A Chemical structure of PPSU showing the polymer backbone and oxygen atoms that
carry positive/negative (blue/red) atomic partial charges, respectively. b
Atomistic simulation snapshot showing a dissolution-complementarity equilibrium
in DMSO for six PPSU20 chains. Inset is a superstructure formed by PPSU self-
complementarity. c PPSU self-complementarity leading to a 2D reversible
superstructure with enrichment of oxygen atoms on the surface. Formation of 3D
superstructures is inhibited in DMSO due to the strong repulsion among layers.

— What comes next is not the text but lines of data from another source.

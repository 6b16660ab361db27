//! `tf create` — create a new ticket.

use crate::auth::require_session;
use crate::output::{MSG_TICKET_CREATED, OutputMode, render, render_field_errors};
use clap::Args;
use std::io::Write;
use ticketflow_core::model::{Priority, Status};
use ticketflow_core::store::{FileBackend, SessionStore, TicketStore};
use ticketflow_core::validate::TicketForm;

#[derive(Args, Debug)]
pub struct CreateArgs {
    /// Ticket title (at least 3 characters).
    #[arg(short, long)]
    pub title: String,

    /// Description text (up to 500 characters).
    #[arg(short, long)]
    pub description: Option<String>,

    /// Status: open, in_progress, or closed.
    #[arg(short, long, default_value = "open")]
    pub status: Status,

    /// Priority: low, medium, or high.
    #[arg(short, long, default_value = "medium")]
    pub priority: Priority,
}

pub fn run_create(
    args: &CreateArgs,
    output: OutputMode,
    backend: &FileBackend,
) -> anyhow::Result<()> {
    let session = SessionStore::new(backend.clone());
    require_session(&session, output)?;

    let form = TicketForm {
        title: args.title.clone(),
        description: args.description.clone().unwrap_or_default(),
        status: args.status,
        priority: args.priority,
    };
    let errors = form.validate();
    if !errors.is_empty() {
        render_field_errors(output, &errors)?;
        anyhow::bail!("validation failed");
    }

    let ticket = TicketStore::new(backend.clone()).create(form.into_draft())?;
    render(output, &ticket, |t, w| {
        writeln!(w, "✓ {MSG_TICKET_CREATED} (id {})", t.id)
    })
}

d Average dipolar energies per dipole-dipole pair of sulfone–sulfone and
sulfone-solvent. Error bars represent the standard deviation from three
parallel simulations. e Atomistic simulation snapshot showing the formation of
a 3D superstructure through PPSU bundling in water. Inset showing the 3D
superstructure with or without water molecules. Credit: Nature Communications
(2020). DOI: 10.1038/s41467-020-18657-5.
The team has discovered a new, rapid method for fabricating nanoparticles from a simple, self-assembling polymer. The novel method presents new possibilities for diverse applications, including water purification, diagnostics and rapidly generating vaccine formulations, which typically require many different types of molecules to be either captured or delivered at the same time.
Using a polymer net that collapses into nanoscale hydrogels (or nanogels), the method efficiently captures over 95% of proteins, DNA or small molecule drugs—alone or in combinations. By comparison, loading efficiency is typically between 5% and 20% for other nanoparticle delivery systems.
"We use a polymer that forms a wide net throughout an aqueous solution," said Northwestern's Evan A. Scott, who led the study. "Then we induce the net to collapse. It collects anything within the solution, trapping therapeutics inside of nanogel delivery vehicles with very high efficiency."
"It works like a fishing net, which first spreads out due to electrostatic repulsion and then shrinks upon hydration to trap 'fish,'" added Fanfan Du, a postdoctoral fellow in Scott's laboratory.
The paper was published last week (Sept. 29) in the journal Nature Communications.
Scott is the Kay Davis Professor of Biomedical Engineering at Northwestern's McCormick School of Engineering. Northwestern professors Monica Olvera de la Cruz and Vinayak Dravid coauthored the paper.
Molecules found in nature, such as DNA and peptides, can rapidly self-assemble and organize into diverse structures. Mimicking this process using human-made polymer systems, however, has remained limited. Previously developed processes for self-assembling drug delivery systems are time consuming, labor intensive and difficult to scale. The processes also tend to be woefully inefficient, culminating in a small fraction of the drug actually making it inside the delivery system.
"Clinical application of self-assembled nanoparticles has been limited by difficulties with scalability and with loading large or multiple therapeutics, especially proteins," Scott said. "We present a highly scalable mechanism that can stably load nearly any therapeutic molecule with high efficiency."
Scott's team found success by using a polypropylene sulfone (PPSU) homopolymer, which is highly soluble in dimethylsulfoxide (DMSO) solution, but forms electrostatic and hydrophilic aggregates in water. The aggregates are amphiphilic, which causes them to assemble into networks and eventually collapse into gels.
"Adding more water induces the network to collapse, leading to the formation of nanogels," Du said. "The manner in which water is added affects the PPSU chain formation, which changes the nanogels' size and structure."
Atomistic simulations—performed by Baofu Qiao in the Olvera de la Cruz group—confirmed that the nanostructures were stabilized by weak sulfone-sulfone bonding. Using coarse-grained simulations performed by Northwestern postdoctoral fellow Trung Dac Nguyen, the researchers observed the nanonet structures. This opens a new avenue for soft materials assembly by means of sulfone-sulfone bonding.
In addition to drug delivery applications, the researchers also believe the novel method could be used for water purification. The network could collapse to collect contaminants in water, leaving pure water behind.